━━━━━ SUPPLIED DATA

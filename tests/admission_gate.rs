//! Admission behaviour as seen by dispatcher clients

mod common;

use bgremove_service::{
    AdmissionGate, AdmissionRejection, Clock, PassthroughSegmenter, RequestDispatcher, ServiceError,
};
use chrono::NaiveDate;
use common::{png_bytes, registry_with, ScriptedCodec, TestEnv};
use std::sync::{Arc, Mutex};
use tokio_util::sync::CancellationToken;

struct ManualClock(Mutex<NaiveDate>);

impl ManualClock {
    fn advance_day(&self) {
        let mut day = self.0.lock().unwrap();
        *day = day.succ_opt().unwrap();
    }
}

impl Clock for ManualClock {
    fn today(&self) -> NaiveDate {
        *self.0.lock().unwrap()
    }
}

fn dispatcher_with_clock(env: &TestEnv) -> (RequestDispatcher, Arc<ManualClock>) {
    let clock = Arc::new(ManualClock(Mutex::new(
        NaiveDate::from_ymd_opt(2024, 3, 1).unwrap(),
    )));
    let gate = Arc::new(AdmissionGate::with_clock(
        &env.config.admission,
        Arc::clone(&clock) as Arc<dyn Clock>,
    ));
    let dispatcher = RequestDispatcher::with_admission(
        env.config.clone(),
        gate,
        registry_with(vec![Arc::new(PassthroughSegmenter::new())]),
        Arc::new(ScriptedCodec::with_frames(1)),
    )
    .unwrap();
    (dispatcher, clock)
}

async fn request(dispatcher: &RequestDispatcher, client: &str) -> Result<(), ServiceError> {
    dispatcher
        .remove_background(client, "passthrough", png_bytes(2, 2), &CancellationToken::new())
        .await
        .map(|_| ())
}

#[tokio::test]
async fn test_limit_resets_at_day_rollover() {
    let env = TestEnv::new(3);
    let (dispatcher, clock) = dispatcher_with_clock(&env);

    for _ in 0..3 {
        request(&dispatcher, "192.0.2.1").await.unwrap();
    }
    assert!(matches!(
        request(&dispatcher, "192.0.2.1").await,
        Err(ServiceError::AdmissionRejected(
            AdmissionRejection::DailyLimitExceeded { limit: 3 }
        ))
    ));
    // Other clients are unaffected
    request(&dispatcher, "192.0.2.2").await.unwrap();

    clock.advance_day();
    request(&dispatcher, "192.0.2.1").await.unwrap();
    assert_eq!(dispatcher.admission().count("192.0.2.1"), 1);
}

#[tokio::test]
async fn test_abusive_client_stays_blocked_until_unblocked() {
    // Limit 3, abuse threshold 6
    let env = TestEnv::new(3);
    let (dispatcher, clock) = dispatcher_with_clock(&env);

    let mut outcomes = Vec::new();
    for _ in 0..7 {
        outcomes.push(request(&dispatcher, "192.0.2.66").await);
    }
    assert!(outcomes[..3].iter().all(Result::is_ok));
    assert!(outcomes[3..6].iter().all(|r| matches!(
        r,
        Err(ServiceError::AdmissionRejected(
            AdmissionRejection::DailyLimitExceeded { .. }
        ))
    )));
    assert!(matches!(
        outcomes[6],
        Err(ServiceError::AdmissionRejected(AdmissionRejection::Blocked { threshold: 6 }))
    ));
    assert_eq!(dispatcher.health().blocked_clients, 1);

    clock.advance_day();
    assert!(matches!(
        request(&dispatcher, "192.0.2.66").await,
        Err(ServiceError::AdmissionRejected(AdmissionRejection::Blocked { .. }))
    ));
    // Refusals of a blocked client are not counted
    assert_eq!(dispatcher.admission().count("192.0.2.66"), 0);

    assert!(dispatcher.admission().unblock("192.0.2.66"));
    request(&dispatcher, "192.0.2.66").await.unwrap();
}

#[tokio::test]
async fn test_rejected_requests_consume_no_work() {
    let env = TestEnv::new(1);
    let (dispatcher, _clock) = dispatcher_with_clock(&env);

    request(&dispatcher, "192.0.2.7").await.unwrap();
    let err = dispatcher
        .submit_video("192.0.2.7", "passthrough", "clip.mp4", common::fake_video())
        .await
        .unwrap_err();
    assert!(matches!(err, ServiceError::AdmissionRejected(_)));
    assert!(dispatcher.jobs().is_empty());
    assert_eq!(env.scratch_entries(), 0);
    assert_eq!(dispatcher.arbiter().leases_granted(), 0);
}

━━━━━━━━━━
━━━━━ SUPPLIED DATA

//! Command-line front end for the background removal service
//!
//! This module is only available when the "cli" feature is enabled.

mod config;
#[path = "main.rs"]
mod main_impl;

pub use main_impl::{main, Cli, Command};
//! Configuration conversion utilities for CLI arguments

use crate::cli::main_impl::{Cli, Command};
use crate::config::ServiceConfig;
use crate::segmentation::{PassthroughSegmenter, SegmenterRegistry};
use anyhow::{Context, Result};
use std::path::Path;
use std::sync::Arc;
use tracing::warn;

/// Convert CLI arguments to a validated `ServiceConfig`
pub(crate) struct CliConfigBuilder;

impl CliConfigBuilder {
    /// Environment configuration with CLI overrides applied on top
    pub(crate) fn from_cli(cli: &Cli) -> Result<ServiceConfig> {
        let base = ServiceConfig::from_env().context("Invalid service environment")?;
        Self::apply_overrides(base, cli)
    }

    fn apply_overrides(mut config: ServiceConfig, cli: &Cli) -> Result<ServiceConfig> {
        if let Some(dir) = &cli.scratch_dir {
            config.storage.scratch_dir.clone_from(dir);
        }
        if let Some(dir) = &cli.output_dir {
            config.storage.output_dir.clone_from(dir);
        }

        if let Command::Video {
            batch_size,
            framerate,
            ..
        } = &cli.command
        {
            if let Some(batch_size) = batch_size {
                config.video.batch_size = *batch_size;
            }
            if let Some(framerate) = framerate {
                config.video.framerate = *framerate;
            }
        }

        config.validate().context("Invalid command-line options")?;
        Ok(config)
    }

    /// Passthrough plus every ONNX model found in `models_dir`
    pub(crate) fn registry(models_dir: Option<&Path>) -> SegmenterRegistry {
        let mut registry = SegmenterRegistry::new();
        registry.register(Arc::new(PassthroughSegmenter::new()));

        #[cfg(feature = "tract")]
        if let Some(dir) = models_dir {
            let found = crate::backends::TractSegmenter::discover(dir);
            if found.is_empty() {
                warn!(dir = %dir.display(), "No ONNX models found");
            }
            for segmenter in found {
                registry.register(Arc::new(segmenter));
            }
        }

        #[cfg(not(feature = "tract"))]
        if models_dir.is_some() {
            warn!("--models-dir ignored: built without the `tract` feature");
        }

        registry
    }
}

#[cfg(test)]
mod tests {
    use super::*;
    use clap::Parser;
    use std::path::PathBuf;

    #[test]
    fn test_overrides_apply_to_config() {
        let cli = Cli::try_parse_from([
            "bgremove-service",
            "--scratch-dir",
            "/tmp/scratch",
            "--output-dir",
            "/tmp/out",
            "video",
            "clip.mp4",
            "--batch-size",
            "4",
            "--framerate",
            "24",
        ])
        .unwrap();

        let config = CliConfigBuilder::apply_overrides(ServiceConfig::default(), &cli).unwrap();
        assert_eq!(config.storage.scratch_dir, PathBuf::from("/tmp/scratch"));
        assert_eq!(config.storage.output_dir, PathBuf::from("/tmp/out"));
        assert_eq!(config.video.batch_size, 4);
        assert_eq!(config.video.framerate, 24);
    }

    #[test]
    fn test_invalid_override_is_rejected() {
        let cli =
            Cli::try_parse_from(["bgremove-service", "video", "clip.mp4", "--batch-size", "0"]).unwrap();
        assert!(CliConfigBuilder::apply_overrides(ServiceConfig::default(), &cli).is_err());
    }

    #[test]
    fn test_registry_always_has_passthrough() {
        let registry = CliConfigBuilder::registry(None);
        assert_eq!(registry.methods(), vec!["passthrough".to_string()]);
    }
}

━━━━━━━━━━

§ **WORK REQUEST**
Where the listing above reaches the line that contains "filename tests/admission_gate.rs", start retyping, and finish with the line that contains "let mut day = self.0.lock().unwrap();"; reproduce those lines exactly and no others.

§ **EXERCISE RESULT**
filename tests/admission_gate.rs
//! Admission behaviour as seen by dispatcher clients

mod common;

use bgremove_service::{
    AdmissionGate, AdmissionRejection, Clock, PassthroughSegmenter, RequestDispatcher, ServiceError,
};
use chrono::NaiveDate;
use common::{png_bytes, registry_with, ScriptedCodec, TestEnv};
use std::sync::{Arc, Mutex};
use tokio_util::sync::CancellationToken;

struct ManualClock(Mutex<NaiveDate>);

impl ManualClock {
    fn advance_day(&self) {
        let mut day = self.0.lock().unwrap();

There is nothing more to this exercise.